*Your task*:
The data below is to be set down again exactly as written.

*Available records*:
☆ ☆ ☆ ☆ ☆ ☆ ☆

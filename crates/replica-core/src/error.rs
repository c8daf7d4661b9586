//! Replica Error Types
//!
//! Defines the error conditions a clone or conversion can produce.
//! Errors carry the access path at which the traversal stopped.

use thiserror::Error;

#[derive(Error, Debug, Clone, PartialEq, Eq)]
pub enum ReplicaError {
    // Structural errors
    /// A container refers back to one of its own ancestors.
    #[error("cyclic structure at {path}")]
    CyclicStructure { path: String },

    /// Nesting went past the configured depth limit.
    #[error("nesting depth exceeds limit of {limit} at {path}")]
    DepthExceeded { limit: usize, path: String },

    // Configuration errors
    #[error("invalid configuration: {0}")]
    Config(String),
}

impl ReplicaError {
    /// Access path carried by structural errors.
    pub fn path(&self) -> Option<&str> {
        match self {
            ReplicaError::CyclicStructure { path }
            | ReplicaError::DepthExceeded { path, .. } => Some(path.as_str()),
            ReplicaError::Config(_) => None,
        }
    }
}

pub type ReplicaResult<T> = Result<T, ReplicaError>;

☆ ☆ ☆ ☆ ☆ ☆ ☆

*Task answer*:
filename crates/replica-core/src/error.rs
repository c8daf7d4661b9586
//! Replica Error Types
//!
//! Defines the error conditions a clone or conversion can produce.
//! Errors carry the access path at which the traversal stopped.

use thiserror::Error;

#[derive(Error, Debug, Clone, PartialEq, Eq)]
pub enum ReplicaError {
    // Structural errors
    /// A container refers back to one of its own ancestors.
    #[error("cyclic structure at {path}")]
    CyclicStructure { path: String },

    /// Nesting went past the configured depth limit.
    #[error("nesting depth exceeds limit of {limit} at {path}")]
    DepthExceeded { limit: usize, path: String },

    // Configuration errors
    #[error("invalid configuration: {0}")]
    Config(String),
}

impl ReplicaError {
    /// Access path carried by structural errors.
    pub fn path(&self) -> Option<&str> {
        match self {
            ReplicaError::CyclicStructure { path }
            | ReplicaError::DepthExceeded { path, .. } => Some(path.as_str()),
            ReplicaError::Config(_) => None,
        }
    }
}

pub type ReplicaResult<T> = Result<T, ReplicaError>;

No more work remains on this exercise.